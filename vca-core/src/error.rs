//! Error types shared across the VCA workspace.

use thiserror::Error;

/// Base error type for frame and configuration validation.
#[derive(Error, Debug)]
pub enum Error {
    /// The analyzer configuration is invalid.
    #[error("Invalid configuration: {0}")]
    InvalidConfig(String),

    /// A pushed frame failed validation.
    #[error("Invalid frame: {0}")]
    InvalidFrame(String),
}

impl Error {
    /// Create an invalid configuration error.
    pub fn invalid_config(msg: impl Into<String>) -> Self {
        Error::InvalidConfig(msg.into())
    }

    /// Create an invalid frame error.
    pub fn invalid_frame(msg: impl Into<String>) -> Self {
        Error::InvalidFrame(msg.into())
    }
}

/// Result type alias using the core error type.
pub type Result<T> = std::result::Result<T, Error>;
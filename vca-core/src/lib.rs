//! Core types for the VCA video complexity analyzer.
//!
//! This crate provides the leaf types shared by the analysis engine and its
//! callers: frame geometry ([`FrameInfo`], [`ColorSpace`]), shared pixel
//! views ([`Frame`]), and the base error hierarchy.
//!
//! Pixel ownership stays with the caller: a [`Frame`] shares its plane
//! buffers through reference counting, and the analyzer drops its references
//! once the matching result has been pulled.

pub mod error;
pub mod frame;

pub use error::{Error, Result};
pub use frame::{ColorSpace, Frame, FrameInfo};
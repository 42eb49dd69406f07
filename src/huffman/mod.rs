//! The huffman module is the coding core of huffzip.
//!
//! A coding pass has four stages: count symbol frequencies, build the tree
//! by repeatedly merging the two lightest nodes, read each symbol's code
//! off its root-to-leaf path, then stream the input through the code table.
//!
//! Decoding walks the same tree bit by bit. Because no code is a prefix of
//! another, the walk landing on a leaf is exactly a code boundary, so no
//! lookahead or backtracking is ever needed.
//!
pub mod code_table;
pub mod decode;
pub mod encode;
pub mod tree;
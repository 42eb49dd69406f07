//! The tools module provides the helpers around the huffzip coding core.
//!
//! The tools are:
//! - cli: Command line interface for huffzip.
//! - freq_count: Symbol frequency analysis, the first pass of compression.
//!
pub mod cli;
pub mod freq_count;
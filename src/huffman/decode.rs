//! The decoder: walks the tree bit by bit back to symbols.

use std::io::{Read, Write};
use std::ptr;

use crate::bitstream::bitreader::BitReader;
use crate::error::HuffError;

use super::tree::{HuffmanTree, Node, NodeData};

const BUFFER_SIZE: usize = 64 * 1024;

/// Decode until the bit source is exhausted. Returns the symbol count.
///
/// The cursor starts at the root and moves left on 0, right on 1; landing
/// on a leaf emits that leaf's symbol and resets the cursor. Prefix-freedom
/// guarantees the landing is exactly a code boundary. A source that ends
/// while the cursor is mid-path is truncated or corrupt.
pub fn decode<R: Read, W: Write>(
    tree: &HuffmanTree,
    bits: &mut BitReader<R>,
    sink: &mut W,
) -> Result<u64, HuffError> {
    decode_inner(tree, bits, sink, None)
}

/// Decode exactly `count` symbols, then stop.
///
/// This is the variant the container driver uses: the stream header says
/// how many symbols to replay, so the zero bits padding the final payload
/// byte are never misread as data. Running out of bits before the count is
/// reached is corruption no matter where the cursor stands.
pub fn decode_count<R: Read, W: Write>(
    tree: &HuffmanTree,
    bits: &mut BitReader<R>,
    sink: &mut W,
    count: u64,
) -> Result<u64, HuffError> {
    decode_inner(tree, bits, sink, Some(count))
}

fn decode_inner<R: Read, W: Write>(
    tree: &HuffmanTree,
    bits: &mut BitReader<R>,
    sink: &mut W,
    limit: Option<u64>,
) -> Result<u64, HuffError> {
    let mut out: Vec<u8> = Vec::with_capacity(BUFFER_SIZE);
    let mut emitted = 0_u64;

    // A lone-leaf tree gives the cursor nowhere to go: by the encoding
    // convention every bit read stands for one occurrence of the symbol.
    if let NodeData::Leaf(symbol) = &tree.root().node_data {
        let symbol = *symbol;
        while limit != Some(emitted) {
            match next_bit(bits)? {
                Some(_) => {
                    out.push(symbol);
                    emitted += 1;
                    if out.len() == BUFFER_SIZE {
                        write_out(sink, &mut out)?;
                    }
                }
                None => {
                    if limit.is_some() {
                        // Fewer bits than symbols promised
                        return Err(HuffError::CorruptStream);
                    }
                    break;
                }
            }
        }
        write_out(sink, &mut out)?;
        return Ok(emitted);
    }

    let mut cursor = tree.root();
    while limit != Some(emitted) {
        let bit = match next_bit(bits)? {
            Some(bit) => bit,
            None => {
                if limit.is_some() || !ptr::eq(cursor, tree.root()) {
                    // Mid-path, or short of the promised symbol count
                    return Err(HuffError::CorruptStream);
                }
                break;
            }
        };
        match &cursor.node_data {
            NodeData::Kids(left, right) => {
                let next: &Node = if bit { right } else { left };
                if let NodeData::Leaf(symbol) = &next.node_data {
                    out.push(*symbol);
                    emitted += 1;
                    cursor = tree.root();
                    if out.len() == BUFFER_SIZE {
                        write_out(sink, &mut out)?;
                    }
                } else {
                    cursor = next;
                }
            }
            // The lone-leaf root was handled above; the cursor never rests
            // on an interior leaf.
            NodeData::Leaf(_) => return Err(HuffError::CorruptStream),
        }
    }
    write_out(sink, &mut out)?;
    Ok(emitted)
}

fn next_bit<R: Read>(bits: &mut BitReader<R>) -> Result<Option<bool>, HuffError> {
    bits.bit().map_err(|e| HuffError::StreamRead { source: e })
}

fn write_out<W: Write>(sink: &mut W, out: &mut Vec<u8>) -> Result<(), HuffError> {
    if !out.is_empty() {
        sink.write_all(out)
            .map_err(|e| HuffError::StreamWrite { source: e })?;
        out.clear();
    }
    Ok(())
}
⁂
**Task details:** From the entries above, print the lines beginning at the one with "by the encoding" and stopping after the one with "than symbols promised", exactly as written and with nothing else.

**Expected answer:**
    // A lone-leaf tree gives the cursor nowhere to go: by the encoding
    // convention every bit read stands for one occurrence of the symbol.
    if let NodeData::Leaf(symbol) = &tree.root().node_data {
        let symbol = *symbol;
        while limit != Some(emitted) {
            match next_bit(bits)? {
                Some(_) => {
                    out.push(symbol);
                    emitted += 1;
                    if out.len() == BUFFER_SIZE {
                        write_out(sink, &mut out)?;
                    }
                }
                None => {
                    if limit.is_some() {
                        // Fewer bits than symbols promised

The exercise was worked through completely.